The house may seem a symbol of their lives, also falling apart.  Thatcher, determined to bring scientific inquiry into his classes by teaching Darwin’s theories, faces a stalwart and fearful body of staunch religious conservatives, determined to ignore new ideas that would topple their well structured world.  Thatcher finds a friend in his neighbor, Mary Treat, an eminent biologist who regularly corresponds with Charles Darwin, but his connection to the local newsman who sympathizes with his struggle leads to a murder and his banishment from the town.

Although Willa’s problems may be modern, they mirror Thatcher’s frustration in dealing with those circumstances thwarting attempts to have the good life.  Iona moves from college to college trying but never getting the elusive tenure track position; Willa leaves her job writing for a magazine to care for her ailing father-in-law; their son Zeke with degrees from Ivy league schools has no job; their daughter Tig, a promising biologist, dropped out of college to migrate to Cuba but returns as a car mechanic – an extended middle class family with no future prospects, no savings, a stack of unpaid bills, in a falling down house.

In both worlds, present and past, the underlying mantra is the struggle between the haves and have nots.  Darwin and new scientific discoveries pose the threat to the status quo in the past, butting against Landis, the town creator and clever entrepreneur gaining wealth at the expense of others, while the environmentalists and the socially conscious in modern times are desperately trying to hold against the empty promises and loud blustering bullies of conservative politics.

Unsheltered is not an easy read, but Kingsolver never meant to write a book with sublime references to love or with delicious twists; she’s left that to Moriarty and others.  The reference to a murder doesn’t appear until page 300, and then disappears again in deference to biology, history and the inevitable repetition of human foibles and idiocy; it’s a wonder our species has survived thus far.

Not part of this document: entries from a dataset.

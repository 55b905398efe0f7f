//! Error types for mesh decoding.

use thiserror::Error;

/// Result type for mesh decoding.
pub type DecodeResult<T> = Result<T, DecodeError>;

/// Why a mesh asset could not be decoded
///
/// Every variant is recoverable at the document level: the caller swaps in a
/// placeholder cube and records one asset diagnostic.
#[derive(Debug, Error)]
pub enum DecodeError {
    #[error("Failed to read mesh: {0}")]
    IoError(#[from] std::io::Error),

    #[error("truncated data at offset {offset}: {needed} more byte(s) needed")]
    Truncated { offset: usize, needed: usize },

    #[error("bad header: {0}")]
    BadHeader(String),

    #[error("unsupported mesh version '{0}'")]
    UnsupportedVersion(String),

    #[error("unexpected chunk 0x{id:04X} at offset {offset}")]
    UnknownChunk { id: u16, offset: usize },

    #[error("declared {0} overflows")]
    Overflow(&'static str),

    #[error("index {index} out of range for {vertices} vertices")]
    IndexOutOfRange { index: u32, vertices: usize },

    #[error("Failed to parse mesh XML: {0}")]
    XmlError(String),

    #[error("malformed mesh: {0}")]
    Malformed(String),
}
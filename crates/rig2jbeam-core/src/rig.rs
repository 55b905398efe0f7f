//! Intermediate representation of a parsed rig document
//!
//! A [`Rig`] owns every entity of one input file. Parsers feed it
//! [`Record`]s, the resolvers add derived data (resolved mesh names, group
//! tags, masses) in place, and the emitter reads it.

use serde::{Deserialize, Serialize};
use std::collections::{BTreeSet, HashMap};
use std::fmt;

/// Node identifier, normalized so `5` and `node5` compare equal
#[derive(Debug, Clone, PartialEq, Eq, Hash, PartialOrd, Ord, Serialize, Deserialize)]
pub struct NodeId(String);

impl NodeId {
    /// Normalize a raw id field: purely numeric ids become `node<N>`
    pub fn parse(raw: &str) -> Self {
        let raw = raw.trim();
        if !raw.is_empty() && raw.bytes().all(|b| b.is_ascii_digit()) {
            if let Ok(n) = raw.parse::<u32>() {
                return Self::numeric(n);
            }
        }
        Self(raw.to_string())
    }

    pub fn numeric(n: u32) -> Self {
        Self(format!("node{}", n))
    }

    /// The numeric id if this node was declared with one
    pub fn number(&self) -> Option<u32> {
        let digits = self.0.strip_prefix("node")?;
        if digits.is_empty() || !digits.bytes().all(|b| b.is_ascii_digit()) {
            return None;
        }
        digits.parse().ok()
    }

    pub fn as_str(&self) -> &str {
        &self.0
    }
}

impl fmt::Display for NodeId {
    fn fmt(&self, f: &mut fmt::Formatter<'_>) -> fmt::Result {
        f.write_str(&self.0)
    }
}

/// Single-letter options understood by a record type
pub trait FlagLetter: Sized + Ord + Copy {
    fn from_letter(letter: char) -> Option<Self>;
}

#[derive(Debug, Clone, Copy, PartialEq, Eq, PartialOrd, Ord, Hash, Serialize, Deserialize)]
pub enum NodeFlag {
    Normal,
    LoadBearing,
    NoSparks,
    ExhaustSource,
    ExhaustDirection,
    NoGroundContact,
    Hook,
    TerrainEdit,
    ExtraBuoyancy,
    NoParticles,
    Log,
    NoMouseGrab,
}

impl FlagLetter for NodeFlag {
    fn from_letter(letter: char) -> Option<Self> {
        Some(match letter {
            'n' => NodeFlag::Normal,
            'l' => NodeFlag::LoadBearing,
            'f' => NodeFlag::NoSparks,
            'x' => NodeFlag::ExhaustSource,
            'y' => NodeFlag::ExhaustDirection,
            'c' => NodeFlag::NoGroundContact,
            'h' => NodeFlag::Hook,
            'e' => NodeFlag::TerrainEdit,
            'b' => NodeFlag::ExtraBuoyancy,
            'p' => NodeFlag::NoParticles,
            'L' => NodeFlag::Log,
            'm' => NodeFlag::NoMouseGrab,
            _ => return None,
        })
    }
}
//! Node group assignment for flexbodies and props
//!
//! A node belongs to an attachment's group when it is one of the attachment's
//! three frame nodes or listed in its forset. The target simulator only
//! deforms a flexbody with the nodes that carry its group, so the member set
//! has to be exhaustive.

use std::collections::HashSet;

use tracing::debug;

use crate::names::unique_group_tag;
use crate::rig::{AttachmentKind, NodeId, Rig};

/// Ratio of the search radius to the frame-node radius when inferring members
const INFERENCE_RADIUS_FACTOR: f64 = 2.0;

#[derive(Debug, Clone, Default, PartialEq)]
pub struct GroupSummary {
    /// Distinct group tags assigned
    pub groups: usize,
    /// Node/group memberships added
    pub memberships: usize,
    /// Members that came from proximity inference
    pub inferred: usize,
}

/// Assign group tags to every attachment and its member nodes
///
/// Must run after mesh names are resolved; tags derive from the resolved name.
pub fn resolve_node_groups(rig: &mut Rig, infer_members: bool) -> GroupSummary {
    let mut summary = GroupSummary::default();
    let mut tags = HashSet::new();

    for index in 0..rig.attachments.len() {
        let attachment = &rig.attachments[index];
        let tag = unique_group_tag(&attachment.resolved_mesh, attachment.kind, &mut tags);

        let mut members: Vec<NodeId> = Vec::new();
        let mut seen = HashSet::new();
        let listed = attachment
            .frame_nodes()
            .into_iter()
            .chain(&attachment.forset_nodes);
        for id in listed {
            if seen.insert(id.clone()) {
                members.push(id.clone());
            }
        }

        if infer_members && attachment.kind == AttachmentKind::Flexbody && attachment.forset.is_empty() {
            for id in infer_nearby_nodes(rig, index) {
                if seen.insert(id.clone()) {
                    members.push(id);
                    summary.inferred += 1;
                }
            }
        }

        for id in &members {
            if let Some(node) = rig.node_mut(id) {
                if node.add_group(&tag) {
                    summary.memberships += 1;
                }
            }
        }

        debug!(group = %tag, members = members.len(), "Resolved node group");
        let attachment = &mut rig.attachments[index];
        attachment.group = Some(tag);
        attachment.members = members;
    }

    summary.groups = tags.len();
    summary
}

/// Nodes within twice the frame radius of the frame centroid
fn infer_nearby_nodes(rig: &Rig, index: usize) -> Vec<NodeId> {
    let attachment = &rig.attachments[index];
    let frame: Vec<[f64; 3]> = attachment
        .frame_nodes()
        .into_iter()
        .filter_map(|id| rig.node(id).map(|n| n.position))
        .collect();
    if frame.len() < 3 {
        return Vec::new();
    }

    let centroid = [0, 1, 2].map(|axis| frame.iter().map(|p| p[axis]).sum::<f64>() / 3.0);
    let distance = |p: &[f64; 3]| {
        (0..3)
            .map(|axis| (p[axis] - centroid[axis]).powi(2))
            .sum::<f64>()
            .sqrt()
    };
    let radius = frame.iter().map(distance).fold(0.0, f64::max) * INFERENCE_RADIUS_FACTOR;

    rig.nodes
        .iter()
        .filter(|n| distance(&n.position) <= radius)
        .map(|n| n.id.clone())
        .collect()
}

#[cfg(test)]
mod tests {
    use super::*;
    use crate::names::resolve_mesh_names;
    use crate::parser::parse_rig;
    use crate::report::ConversionReport;
    use crate::settings::ConversionSettings;

    fn rig(src: &str) -> Rig {
        let mut report = ConversionReport::default();
        let mut rig = parse_rig(src, &ConversionSettings::default(), &mut report);
        resolve_mesh_names(&mut rig);
        rig
    }

    const BASE: &str = "t\nnodes\n1,0,0,0\n2,1,0,0\n3,0,1,0\n4,5,5,5\n5,0.2,0.2,0\n6,9,9,9\nbeams\n1,2\n";

    #[test]
    fn test_members_are_frame_plus_forset() {
        let mut rig = rig(&format!(
            "{}flexbodies\n1,2,3,0,0,0,0,0,0,Body.mesh\nforset 3, 5\n",
            BASE
        ));
        let summary = resolve_node_groups(&mut rig, false);
        let fb = &rig.attachments[0];
        assert_eq!(fb.group.as_deref(), Some("body_flexbody"));
        let ids: Vec<&str> = fb.members.iter().map(NodeId::as_str).collect();
        assert_eq!(ids, vec!["node1", "node2", "node3", "node4", "node6"]);
        assert_eq!(summary.memberships, 5);
        assert!(rig.nodes[4].groups.is_empty());
    }

    #[test]
    fn test_exhaustive_membership_and_multiple_groups() {
        let mut rig = rig(&format!(
            "{}flexbodies\n1,2,3,0,0,0,0,0,0,Body.mesh\nforset 1-4\nprops\n1,2,3,0,0,0,0,0,0,Seat.mesh\n",
            BASE
        ));
        let summary = resolve_node_groups(&mut rig, false);
        assert_eq!(summary.groups, 2);
        for attachment in &rig.attachments {
            let tag = attachment.group.as_ref().unwrap();
            for id in &attachment.members {
                let node = rig.node(id).unwrap();
                assert!(node.groups.contains(tag));
            }
        }
        assert_eq!(rig.nodes[0].groups, vec!["body_flexbody", "seat_prop"]);
    }

    #[test]
    fn test_duplicate_meshes_get_distinct_groups() {
        let mut rig = rig(&format!(
            "{}flexbodies\n1,2,3,0,0,0,0,0,0,Wheel.mesh\n4,5,6,0,0,0,0,0,0,WHEEL.mesh\n",
            BASE
        ));
        resolve_node_groups(&mut rig, false);
        assert_eq!(rig.attachments[0].group.as_deref(), Some("wheel_flexbody"));
        assert_eq!(rig.attachments[1].group.as_deref(), Some("wheel_001_flexbody"));
    }

    #[test]
    fn test_inference_adds_nearby_nodes_only_without_forset() {
        let src = format!("{}flexbodies\n1,2,3,0,0,0,0,0,0,Body.mesh\n", BASE);
        let mut inferred = rig(&src);
        let summary = resolve_node_groups(&mut inferred, true);
        let ids: Vec<&str> = inferred.attachments[0].members.iter().map(NodeId::as_str).collect();
        assert!(ids.contains(&"node5"));
        assert!(!ids.contains(&"node4"));
        assert_eq!(summary.inferred, 1);

        let mut plain = rig(&src);
        resolve_node_groups(&mut plain, false);
        assert_eq!(plain.attachments[0].members.len(), 3);
    }
}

Kingsolver finished this book before Trump won the presidency, and his name is never mentioned.  In fact, in her acknowledgments she notes her research on the lives of the nineteenth century persons who inspired the story, the biologist Mary Treat and the “shenanigans of Charles Landis and his role in the murder,” but “among the novel’s twenty-first century characters, any resemblance to persons living or dead is coincidental.”   But if you have any doubt to whom she is referring, she cites a famous campaign quote:

“He said he could stand in the middle of Fifth Avenue and shoot somebody and people would still vote for him.”

And if you have any doubt where she stands, the line after he wins the New Hampshire primary – “Welcome to the Granite State…we have rocks in our heads!” – may give you a clue.